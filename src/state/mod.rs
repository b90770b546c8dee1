//! State - Preference Managers
//!
//! Each manager is the single writer of one preference and broadcasts every
//! change to its subscribers in registration order.

pub mod language_state;
pub mod theme_state;

pub use language_state::LanguageSelector;
pub use theme_state::ThemeManager;
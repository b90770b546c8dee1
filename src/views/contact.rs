//! Contact section - channels, trust badges and the message form

use serde::Serialize;

use super::ViewContext;
use crate::domain::contact::ContactField;
use crate::domain::content::{ContactItem, ServiceOption};
use crate::features::contact::StatusKind;

/// One input of the contact form with its current value and error
#[derive(Debug, Clone, PartialEq, Eq, Serialize)]
pub struct FieldView {
    pub field: ContactField,
    pub label: String,
    pub value: String,
    pub required: bool,
    pub error: Option<String>,
}

#[derive(Debug, Clone, PartialEq, Eq, Serialize)]
pub struct StatusView {
    pub kind: StatusKind,
    pub message: String,
}

#[derive(Debug, Clone, PartialEq, Eq, Serialize)]
pub struct ContactFormView {
    pub title: String,
    pub subtitle: String,
    pub fields: Vec<FieldView>,
    pub service_placeholder: String,
    pub service_options: Vec<ServiceOption>,
    pub message_placeholder: String,
    /// "Send Message", or "Sending..." while a submission is in flight
    pub submit_label: String,
    pub submitting: bool,
    pub status: Option<StatusView>,
}

#[derive(Debug, Clone, PartialEq, Eq, Serialize)]
pub struct ContactView {
    pub title: String,
    pub description: String,
    pub items: Vec<ContactItem>,
    pub trust_title: String,
    pub trust_badges: Vec<String>,
    pub form: ContactFormView,
}

impl ContactView {
    pub fn build(ctx: &ViewContext<'_>) -> Self {
        Self {
            title: ctx.text("contact.title"),
            description: ctx.text("contact.description"),
            items: ctx.list(|c| &c.contact_items),
            trust_title: ctx.text("contact.trust_title"),
            trust_badges: ctx
                .list(|c| &c.trust_badges)
                .into_iter()
                .map(|badge| badge.label)
                .collect(),
            form: form_view(ctx),
        }
    }
}

fn form_view(ctx: &ViewContext<'_>) -> ContactFormView {
    let controller = ctx.contact;
    let fields = ContactField::ALL
        .into_iter()
        .map(|field| FieldView {
            field,
            label: ctx.text(&format!("contact.field.{}", field.key())),
            value: controller.data().value(field).to_string(),
            required: field.is_required(),
            error: controller.field_error(field, ctx.language).map(str::to_string),
        })
        .collect();
    let submitting = controller.is_submitting();
    let status = controller.status().map(|status| StatusView {
        kind: status.kind,
        message: ctx.text(status.message_key),
    });

    ContactFormView {
        title: ctx.text("contact.form.title"),
        subtitle: ctx.text("contact.form.subtitle"),
        fields,
        service_placeholder: ctx.text("contact.form.select_placeholder"),
        service_options: ctx.list(|c| &c.service_options),
        message_placeholder: ctx.text("contact.form.message_placeholder"),
        submit_label: ctx.text(if submitting {
            "contact.form.submitting"
        } else {
            "contact.form.submit"
        }),
        submitting,
        status,
    }
}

☆ ☆ ☆ ☆ ☆ ☆ ☆

Work to be completed: In your answer, repeat each line of the material word for word.

Solved exercise:
filename src/state/mod.rs
repository b90770b546c8dee1
//! State - Preference Managers
//!
//! Each manager is the single writer of one preference and broadcasts every
//! change to its subscribers in registration order.

pub mod language_state;
pub mod theme_state;

pub use language_state::LanguageSelector;
pub use theme_state::ThemeManager;
repository b90770b546c8dee1
filename src/views/contact.rs
//! Contact section - channels, trust badges and the message form

use serde::Serialize;

use super::ViewContext;
use crate::domain::contact::ContactField;
use crate::domain::content::{ContactItem, ServiceOption};
use crate::features::contact::StatusKind;

/// One input of the contact form with its current value and error
#[derive(Debug, Clone, PartialEq, Eq, Serialize)]
pub struct FieldView {
    pub field: ContactField,
    pub label: String,
    pub value: String,
    pub required: bool,
    pub error: Option<String>,
}

#[derive(Debug, Clone, PartialEq, Eq, Serialize)]
pub struct StatusView {
    pub kind: StatusKind,
    pub message: String,
}

#[derive(Debug, Clone, PartialEq, Eq, Serialize)]
pub struct ContactFormView {
    pub title: String,
    pub subtitle: String,
    pub fields: Vec<FieldView>,
    pub service_placeholder: String,
    pub service_options: Vec<ServiceOption>,
    pub message_placeholder: String,
    /// "Send Message", or "Sending..." while a submission is in flight
    pub submit_label: String,
    pub submitting: bool,
    pub status: Option<StatusView>,
}

#[derive(Debug, Clone, PartialEq, Eq, Serialize)]
pub struct ContactView {
    pub title: String,
    pub description: String,
    pub items: Vec<ContactItem>,
    pub trust_title: String,
    pub trust_badges: Vec<String>,
    pub form: ContactFormView,
}

impl ContactView {
    pub fn build(ctx: &ViewContext<'_>) -> Self {
        Self {
            title: ctx.text("contact.title"),
            description: ctx.text("contact.description"),
            items: ctx.list(|c| &c.contact_items),
            trust_title: ctx.text("contact.trust_title"),
            trust_badges: ctx
                .list(|c| &c.trust_badges)
                .into_iter()
                .map(|badge| badge.label)
                .collect(),
            form: form_view(ctx),
        }
    }
}

fn form_view(ctx: &ViewContext<'_>) -> ContactFormView {
    let controller = ctx.contact;
    let fields = ContactField::ALL
        .into_iter()
        .map(|field| FieldView {
            field,
            label: ctx.text(&format!("contact.field.{}", field.key())),
            value: controller.data().value(field).to_string(),
            required: field.is_required(),
            error: controller.field_error(field, ctx.language).map(str::to_string),
        })
        .collect();
    let submitting = controller.is_submitting();
    let status = controller.status().map(|status| StatusView {
        kind: status.kind,
        message: ctx.text(status.message_key),
    });

    ContactFormView {
        title: ctx.text("contact.form.title"),
        subtitle: ctx.text("contact.form.subtitle"),
        fields,
        service_placeholder: ctx.text("contact.form.select_placeholder"),
        service_options: ctx.list(|c| &c.service_options),
        message_placeholder: ctx.text("contact.form.message_placeholder"),
        submit_label: ctx.text(if submitting {
            "contact.form.submitting"
        } else {
            "contact.form.submit"
        }),
        submitting,
        status,
    }
}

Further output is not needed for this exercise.